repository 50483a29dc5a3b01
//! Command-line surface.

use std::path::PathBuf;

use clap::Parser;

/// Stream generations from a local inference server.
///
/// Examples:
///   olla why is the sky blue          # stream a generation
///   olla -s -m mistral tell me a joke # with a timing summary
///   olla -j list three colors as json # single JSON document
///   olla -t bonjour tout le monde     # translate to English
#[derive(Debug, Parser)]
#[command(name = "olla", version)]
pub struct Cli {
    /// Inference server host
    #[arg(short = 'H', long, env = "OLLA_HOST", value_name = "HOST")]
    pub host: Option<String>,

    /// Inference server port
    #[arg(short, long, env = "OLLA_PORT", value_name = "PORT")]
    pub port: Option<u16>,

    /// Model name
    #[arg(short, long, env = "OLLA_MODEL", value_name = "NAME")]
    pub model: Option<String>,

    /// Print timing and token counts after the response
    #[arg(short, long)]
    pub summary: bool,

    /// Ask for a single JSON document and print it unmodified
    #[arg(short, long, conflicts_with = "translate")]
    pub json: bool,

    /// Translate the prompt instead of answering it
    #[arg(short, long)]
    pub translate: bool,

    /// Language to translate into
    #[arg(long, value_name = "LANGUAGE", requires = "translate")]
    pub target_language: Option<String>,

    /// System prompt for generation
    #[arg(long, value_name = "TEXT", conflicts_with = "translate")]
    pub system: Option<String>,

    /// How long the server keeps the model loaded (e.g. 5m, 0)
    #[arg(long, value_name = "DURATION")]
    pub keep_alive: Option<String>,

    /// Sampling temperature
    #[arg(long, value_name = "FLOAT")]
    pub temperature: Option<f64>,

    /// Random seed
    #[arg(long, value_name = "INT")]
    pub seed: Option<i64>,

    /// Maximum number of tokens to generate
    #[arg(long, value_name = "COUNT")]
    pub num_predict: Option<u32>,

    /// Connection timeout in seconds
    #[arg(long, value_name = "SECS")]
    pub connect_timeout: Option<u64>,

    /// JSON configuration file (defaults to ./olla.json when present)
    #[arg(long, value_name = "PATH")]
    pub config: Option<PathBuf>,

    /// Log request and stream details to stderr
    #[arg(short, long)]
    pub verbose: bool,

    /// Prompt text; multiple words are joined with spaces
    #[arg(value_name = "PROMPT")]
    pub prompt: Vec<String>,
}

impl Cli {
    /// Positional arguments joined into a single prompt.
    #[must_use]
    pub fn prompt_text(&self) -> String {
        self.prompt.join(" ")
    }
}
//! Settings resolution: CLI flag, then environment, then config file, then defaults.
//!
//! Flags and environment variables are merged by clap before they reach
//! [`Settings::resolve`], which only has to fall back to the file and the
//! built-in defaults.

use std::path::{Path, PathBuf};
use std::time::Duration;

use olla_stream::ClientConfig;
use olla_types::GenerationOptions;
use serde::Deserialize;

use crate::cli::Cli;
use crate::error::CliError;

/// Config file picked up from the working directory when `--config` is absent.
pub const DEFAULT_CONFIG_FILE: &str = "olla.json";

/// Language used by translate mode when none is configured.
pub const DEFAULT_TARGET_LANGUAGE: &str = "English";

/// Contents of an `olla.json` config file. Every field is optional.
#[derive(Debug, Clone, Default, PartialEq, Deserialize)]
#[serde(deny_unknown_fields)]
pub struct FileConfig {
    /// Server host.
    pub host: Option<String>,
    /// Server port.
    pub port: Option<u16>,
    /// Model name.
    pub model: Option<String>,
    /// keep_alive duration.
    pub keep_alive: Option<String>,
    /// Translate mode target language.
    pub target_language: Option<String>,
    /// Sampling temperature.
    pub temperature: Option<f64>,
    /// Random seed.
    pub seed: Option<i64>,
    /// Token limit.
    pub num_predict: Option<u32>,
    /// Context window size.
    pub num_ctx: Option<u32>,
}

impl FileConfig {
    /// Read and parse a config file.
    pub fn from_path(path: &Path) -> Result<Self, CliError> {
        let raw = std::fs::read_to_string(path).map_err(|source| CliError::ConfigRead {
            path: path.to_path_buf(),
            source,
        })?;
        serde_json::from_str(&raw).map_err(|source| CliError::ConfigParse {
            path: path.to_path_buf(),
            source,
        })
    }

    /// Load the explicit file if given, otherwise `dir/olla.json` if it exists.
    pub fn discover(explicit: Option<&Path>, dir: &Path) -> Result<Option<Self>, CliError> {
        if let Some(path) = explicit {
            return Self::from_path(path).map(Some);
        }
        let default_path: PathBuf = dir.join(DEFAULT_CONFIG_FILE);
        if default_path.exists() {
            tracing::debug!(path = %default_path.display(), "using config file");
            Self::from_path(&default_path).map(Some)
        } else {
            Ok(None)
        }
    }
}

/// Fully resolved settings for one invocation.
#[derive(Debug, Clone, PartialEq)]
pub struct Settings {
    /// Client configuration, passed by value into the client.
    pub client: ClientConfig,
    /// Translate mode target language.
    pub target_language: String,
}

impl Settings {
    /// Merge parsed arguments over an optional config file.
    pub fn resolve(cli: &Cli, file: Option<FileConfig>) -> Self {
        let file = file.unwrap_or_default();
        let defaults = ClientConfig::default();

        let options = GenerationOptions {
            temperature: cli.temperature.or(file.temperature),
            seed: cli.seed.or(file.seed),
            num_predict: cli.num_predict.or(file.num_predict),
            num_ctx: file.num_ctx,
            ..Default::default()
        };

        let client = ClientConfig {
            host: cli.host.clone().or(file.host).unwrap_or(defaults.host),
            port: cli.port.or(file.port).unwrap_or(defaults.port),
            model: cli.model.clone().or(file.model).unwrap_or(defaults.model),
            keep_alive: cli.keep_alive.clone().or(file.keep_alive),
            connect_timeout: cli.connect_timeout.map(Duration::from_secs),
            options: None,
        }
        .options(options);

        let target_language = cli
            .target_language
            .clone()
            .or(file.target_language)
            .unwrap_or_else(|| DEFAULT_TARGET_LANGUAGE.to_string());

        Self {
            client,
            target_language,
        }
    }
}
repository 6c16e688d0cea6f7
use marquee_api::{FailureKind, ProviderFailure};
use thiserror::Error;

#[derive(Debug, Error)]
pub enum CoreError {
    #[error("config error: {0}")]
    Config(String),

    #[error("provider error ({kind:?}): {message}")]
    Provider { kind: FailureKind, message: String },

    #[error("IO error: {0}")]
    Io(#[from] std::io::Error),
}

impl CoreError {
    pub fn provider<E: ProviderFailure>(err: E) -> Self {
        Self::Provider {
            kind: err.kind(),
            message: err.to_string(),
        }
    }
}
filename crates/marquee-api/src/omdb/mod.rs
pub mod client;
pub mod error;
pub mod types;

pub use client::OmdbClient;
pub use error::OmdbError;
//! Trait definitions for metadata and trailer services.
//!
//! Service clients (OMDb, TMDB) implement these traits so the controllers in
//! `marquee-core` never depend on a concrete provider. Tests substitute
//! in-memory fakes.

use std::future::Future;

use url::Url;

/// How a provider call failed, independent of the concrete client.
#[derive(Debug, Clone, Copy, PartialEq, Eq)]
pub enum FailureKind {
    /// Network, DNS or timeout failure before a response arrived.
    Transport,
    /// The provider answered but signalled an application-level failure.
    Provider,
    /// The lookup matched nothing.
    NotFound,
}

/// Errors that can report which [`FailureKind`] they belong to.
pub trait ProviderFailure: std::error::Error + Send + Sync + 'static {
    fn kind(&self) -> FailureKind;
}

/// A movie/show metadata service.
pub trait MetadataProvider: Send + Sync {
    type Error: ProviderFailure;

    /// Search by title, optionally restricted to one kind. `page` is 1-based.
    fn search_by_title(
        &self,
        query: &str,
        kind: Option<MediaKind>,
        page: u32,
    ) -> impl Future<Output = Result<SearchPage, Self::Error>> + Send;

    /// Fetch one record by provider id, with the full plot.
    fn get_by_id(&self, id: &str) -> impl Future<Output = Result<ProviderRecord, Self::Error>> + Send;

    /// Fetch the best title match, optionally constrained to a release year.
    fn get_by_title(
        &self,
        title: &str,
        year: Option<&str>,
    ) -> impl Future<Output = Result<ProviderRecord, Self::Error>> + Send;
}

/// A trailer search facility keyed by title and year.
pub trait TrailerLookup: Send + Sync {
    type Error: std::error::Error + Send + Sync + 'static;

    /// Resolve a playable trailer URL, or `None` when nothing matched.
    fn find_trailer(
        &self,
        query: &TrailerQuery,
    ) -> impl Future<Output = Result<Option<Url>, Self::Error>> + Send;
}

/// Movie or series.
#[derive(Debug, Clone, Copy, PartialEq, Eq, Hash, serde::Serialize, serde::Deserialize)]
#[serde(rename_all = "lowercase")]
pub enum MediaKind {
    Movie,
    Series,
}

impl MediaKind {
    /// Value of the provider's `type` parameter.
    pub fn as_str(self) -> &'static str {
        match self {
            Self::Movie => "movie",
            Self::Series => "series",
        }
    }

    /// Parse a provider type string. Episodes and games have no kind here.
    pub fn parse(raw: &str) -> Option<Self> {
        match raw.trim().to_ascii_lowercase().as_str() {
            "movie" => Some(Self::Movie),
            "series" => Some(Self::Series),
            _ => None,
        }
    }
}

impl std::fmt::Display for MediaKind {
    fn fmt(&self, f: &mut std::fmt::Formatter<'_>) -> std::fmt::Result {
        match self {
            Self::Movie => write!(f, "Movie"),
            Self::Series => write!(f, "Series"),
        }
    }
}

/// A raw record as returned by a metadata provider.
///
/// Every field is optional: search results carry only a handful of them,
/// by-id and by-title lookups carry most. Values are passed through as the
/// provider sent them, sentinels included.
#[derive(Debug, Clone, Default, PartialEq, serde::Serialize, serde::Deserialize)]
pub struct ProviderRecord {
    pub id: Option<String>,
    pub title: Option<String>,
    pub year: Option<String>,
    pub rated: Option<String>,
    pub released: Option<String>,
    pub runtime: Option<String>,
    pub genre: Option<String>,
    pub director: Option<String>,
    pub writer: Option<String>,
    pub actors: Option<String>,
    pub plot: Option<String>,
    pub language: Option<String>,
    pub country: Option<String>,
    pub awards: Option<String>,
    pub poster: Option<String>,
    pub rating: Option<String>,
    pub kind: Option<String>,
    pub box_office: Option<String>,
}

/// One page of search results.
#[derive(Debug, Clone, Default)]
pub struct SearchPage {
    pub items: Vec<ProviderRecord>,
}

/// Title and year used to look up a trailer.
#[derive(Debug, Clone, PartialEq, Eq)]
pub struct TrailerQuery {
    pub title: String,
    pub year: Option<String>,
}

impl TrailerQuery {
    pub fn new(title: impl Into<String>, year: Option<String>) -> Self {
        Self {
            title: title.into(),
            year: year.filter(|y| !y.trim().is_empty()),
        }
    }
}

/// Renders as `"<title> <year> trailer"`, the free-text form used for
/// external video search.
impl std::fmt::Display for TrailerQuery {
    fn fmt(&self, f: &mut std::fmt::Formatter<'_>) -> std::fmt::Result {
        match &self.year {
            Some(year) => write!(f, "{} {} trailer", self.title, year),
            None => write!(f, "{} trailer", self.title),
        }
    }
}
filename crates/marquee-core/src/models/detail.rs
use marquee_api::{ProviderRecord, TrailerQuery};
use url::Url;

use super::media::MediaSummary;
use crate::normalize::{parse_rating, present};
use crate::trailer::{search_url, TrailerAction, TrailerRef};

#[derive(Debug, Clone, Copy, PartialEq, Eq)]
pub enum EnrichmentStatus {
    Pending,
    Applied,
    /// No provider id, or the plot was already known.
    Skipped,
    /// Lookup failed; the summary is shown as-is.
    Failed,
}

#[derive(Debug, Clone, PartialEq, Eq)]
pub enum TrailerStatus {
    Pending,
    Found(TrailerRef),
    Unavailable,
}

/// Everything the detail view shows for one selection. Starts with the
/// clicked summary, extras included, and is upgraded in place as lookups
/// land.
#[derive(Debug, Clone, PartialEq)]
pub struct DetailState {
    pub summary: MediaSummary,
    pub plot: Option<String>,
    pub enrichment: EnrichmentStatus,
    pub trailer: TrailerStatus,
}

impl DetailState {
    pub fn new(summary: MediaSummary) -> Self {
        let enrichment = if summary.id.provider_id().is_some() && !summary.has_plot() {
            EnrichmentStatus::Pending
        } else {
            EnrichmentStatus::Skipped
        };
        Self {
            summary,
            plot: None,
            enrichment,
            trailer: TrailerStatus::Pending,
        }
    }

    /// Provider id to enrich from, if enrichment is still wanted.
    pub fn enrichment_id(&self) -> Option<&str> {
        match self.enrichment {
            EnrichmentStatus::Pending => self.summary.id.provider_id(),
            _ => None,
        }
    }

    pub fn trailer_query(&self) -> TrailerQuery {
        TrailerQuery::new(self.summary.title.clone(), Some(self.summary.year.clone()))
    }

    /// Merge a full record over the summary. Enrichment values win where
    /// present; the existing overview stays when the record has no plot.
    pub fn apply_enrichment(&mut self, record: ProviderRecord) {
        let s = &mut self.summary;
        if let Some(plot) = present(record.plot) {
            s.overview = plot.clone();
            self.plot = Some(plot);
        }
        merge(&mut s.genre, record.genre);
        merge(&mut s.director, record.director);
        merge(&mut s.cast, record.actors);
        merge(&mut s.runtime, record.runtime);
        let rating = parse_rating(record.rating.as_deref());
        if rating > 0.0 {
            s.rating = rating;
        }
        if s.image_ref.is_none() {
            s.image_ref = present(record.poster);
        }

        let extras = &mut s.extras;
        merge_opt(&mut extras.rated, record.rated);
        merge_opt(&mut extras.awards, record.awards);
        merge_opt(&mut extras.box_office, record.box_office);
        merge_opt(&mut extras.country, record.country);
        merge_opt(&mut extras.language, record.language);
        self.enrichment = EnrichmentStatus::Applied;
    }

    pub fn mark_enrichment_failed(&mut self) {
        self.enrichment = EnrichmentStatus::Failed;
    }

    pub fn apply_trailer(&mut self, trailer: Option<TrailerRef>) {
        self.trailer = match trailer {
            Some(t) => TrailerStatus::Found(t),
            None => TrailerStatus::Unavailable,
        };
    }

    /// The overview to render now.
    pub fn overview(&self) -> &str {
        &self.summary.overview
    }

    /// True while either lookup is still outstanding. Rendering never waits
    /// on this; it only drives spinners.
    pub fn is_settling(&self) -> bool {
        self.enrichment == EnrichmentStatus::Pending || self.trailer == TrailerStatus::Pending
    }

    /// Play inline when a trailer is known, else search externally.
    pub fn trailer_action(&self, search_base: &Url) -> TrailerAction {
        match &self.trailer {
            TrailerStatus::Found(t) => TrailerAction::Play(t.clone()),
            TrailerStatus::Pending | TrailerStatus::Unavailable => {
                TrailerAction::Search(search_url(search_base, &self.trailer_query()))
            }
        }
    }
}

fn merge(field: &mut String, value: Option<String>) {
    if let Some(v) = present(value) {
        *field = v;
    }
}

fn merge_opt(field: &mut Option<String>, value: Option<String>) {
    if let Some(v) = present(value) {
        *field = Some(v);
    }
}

--*--

Where does "still" appear in the records above? Copy each line that holds it.

=== Solution for this task ===
    /// Provider id to enrich from, if enrichment is still wanted.
    /// True while either lookup is still outstanding. Rendering never waits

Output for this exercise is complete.